Randomized Open Label Phase II Study to Evaluate the Efficacy of Enzalutamide in High Risk Male Outpatients With COVID-1

Inclusion Criteria:

• Documented COVID-19 infection (confirmed by NPS positive PCR for SARS-CoV-2) with mild symptoms not requiring hospitalization
• First NPS ≤4 days (96 hours) since onset of symptoms
• Randomization ≤72 hours since first NPS
• Adult Males aged ≥ 50 years
• Indication for outpatient treatment but at high risk for complications, at least 1 risk factor (age ≥ 65 years, hypertension, diabetes, cardiovascular disease, active malignancy, COPD)
• WHO performance status 0-1
• Adequate hematologic values: haemoglobin ≥ 100 g/L, neutrophils ≥ 1.0 x 10(9)/L, platelets ≥ 150 x 10(9)/L.
• Adequate hepatic function: ALT and AST ≤ 2.5 x ULN, bilirubin ≤ 1.5 x ULN (exception if Gilbert's syndrome ≤ 2.5 x ULN)
• Adequate renal function: calculated creatinine clearance ≥ 50 mL/min according to the formula of Cockcroft-Gault
• Patient is able to swallow the trial drugs and to comply with trial requirements
• Patient agrees not to father a child during participation in the trial and for 3 months thereafter

Exclusion Criteria:

• Female sex
• Moderate to severe COVID-19 symptoms requiring hospitalization
• Patients requiring inpatient treatment
• Concurrent antiviral drugs or ongoing interventional clinical trial or any off label drug for COVID-19
• Patients with ongoing prostate cancer treatment

• Clinically significant cardiovascular disease including:

  • Myocardial infarction within 6 months prior to registration,
  • Uncontrolled angina within 3 months prior to registration,
  • Congestive heart failure NYHA class III or VI
  • QTc interval > 480 ms
  • History of clinically significant ventricular arrhythmias (e.g. ventricular tachycardia, ventricular fibrillation, torsades de pointes)
  • History of Mobitz II second or third degree heart block without a permanent pacemaker in place
  • Uncontrolled hypertension as indicated by systolic blood pressure > 170 mmHg or diastolic blood pressure > 105 mmHg
  • Deep venous thrombosis or pulmonary embolism within 6 months
  • History of cerebrovascular disease
• Severe concurrent disease, infection or co-morbidity that, in the judgment of the investigator, would make the patient inappropriate for enrolment.
• Known history of HIV, hepatitis B, hepatitis C
• Known history of seizures or any conditions that may predispose to seizure.
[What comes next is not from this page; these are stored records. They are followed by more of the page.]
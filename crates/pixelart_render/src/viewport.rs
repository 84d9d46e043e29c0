use serde::{Deserialize, Serialize};

/// Extra cells rendered beyond each viewport edge to hide pop-in while panning.
pub const CULL_BUFFER_CELLS: u32 = 5;

/// Visible window in grid-local units. `scale` is the zoom factor between
/// local and screen units.
#[derive(Clone, Copy, Debug, PartialEq, Serialize, Deserialize)]
pub struct Viewport {
    pub left: f64,
    pub top: f64,
    pub width: f64,
    pub height: f64,
    pub scale: f64,
}

impl Viewport {
    pub fn new(left: f64, top: f64, width: f64, height: f64, scale: f64) -> Self {
        debug_assert!(scale > 0.0, "viewport scale must be positive");
        Self { left, top, width: width.max(0.0), height: height.max(0.0), scale }
    }

    /// Converts a scrolled container, measured in screen pixels, into local units.
    pub fn from_container(
        scroll_left: f64,
        scroll_top: f64,
        client_width: f64,
        client_height: f64,
        scale: f64,
    ) -> Self {
        let scale = if scale > 0.0 { scale } else { 1.0 };
        Self::new(
            scroll_left / scale,
            scroll_top / scale,
            client_width / scale,
            client_height / scale,
            scale,
        )
    }
}

/// Half-open cell window: columns `start_x..end_x`, rows `start_y..end_y`.
#[derive(Clone, Copy, Debug, Default, PartialEq, Eq, Hash, Serialize, Deserialize)]
pub struct VisibleRange {
    pub start_x: u32,
    pub end_x: u32,
    pub start_y: u32,
    pub end_y: u32,
}

impl VisibleRange {
    /// Every cell of a `grid_width × grid_height` grid, as used for export.
    pub fn full(grid_width: u32, grid_height: u32) -> Self {
        Self { start_x: 0, end_x: grid_width, start_y: 0, end_y: grid_height }
    }

    pub fn columns(&self) -> u32 {
        self.end_x.saturating_sub(self.start_x)
    }

    pub fn rows(&self) -> u32 {
        self.end_y.saturating_sub(self.start_y)
    }

    pub fn is_empty(&self) -> bool {
        self.columns() == 0 || self.rows() == 0
    }

    pub fn cell_count(&self) -> usize {
        self.columns() as usize * self.rows() as usize
    }

    pub fn contains(&self, x: u32, y: u32) -> bool {
        (self.start_x..self.end_x).contains(&x) && (self.start_y..self.end_y).contains(&y)
    }

    /// Cells in row-major order.
    pub fn cells(&self) -> impl Iterator<Item = (u32, u32)> {
        let (start_x, end_x) = (self.start_x, self.end_x);
        (self.start_y..self.end_y).flat_map(move |y| (start_x..end_x).map(move |x| (x, y)))
    }
}

/// Cell window covering `viewport` plus a buffer of [`CULL_BUFFER_CELLS`],
/// clamped to the grid. Stateless: every call recomputes from scratch.
pub fn visible_range(
    viewport: &Viewport,
    cell_size: f64,
    grid_width: u32,
    grid_height: u32,
) -> VisibleRange {
    if cell_size.is_nan() || cell_size <= 0.0 {
        return VisibleRange::default();
    }

    let buffer = CULL_BUFFER_CELLS as f64;
    let span = |start: f64, length: f64, limit: u32| {
        let first = (start / cell_size).floor() - buffer;
        let last = ((start + length.max(0.0)) / cell_size).ceil() + buffer;
        let clamp = |value: f64| value.clamp(0.0, limit as f64) as u32;
        (clamp(first), clamp(last))
    };

    let (start_x, end_x) = span(viewport.left, viewport.width, grid_width);
    let (start_y, end_y) = span(viewport.top, viewport.height, grid_height);

    VisibleRange { start_x, end_x, start_y, end_y }
}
History of loss of consciousness or ischemic cerebrovascular attack within 12 months prior to registration
• Concurrent anticoagulation with rivaroxaban or warfarin. Concomitant and continuous use of systemic corticosteroids exceeding 10 mg/day of prednisone or a dose equivalent corticosteroid within 14 days before registration.
• Known hypersensitivity to Enzalutamide or hypersensitivity to any of its components
• Any concomitant drugs contraindicated for use with Enzalutamide according to the Swissmedic approved product information
• Any psychological, familial, sociological or geographical condition potentially hampering compliance with the trial protocol and follow-up.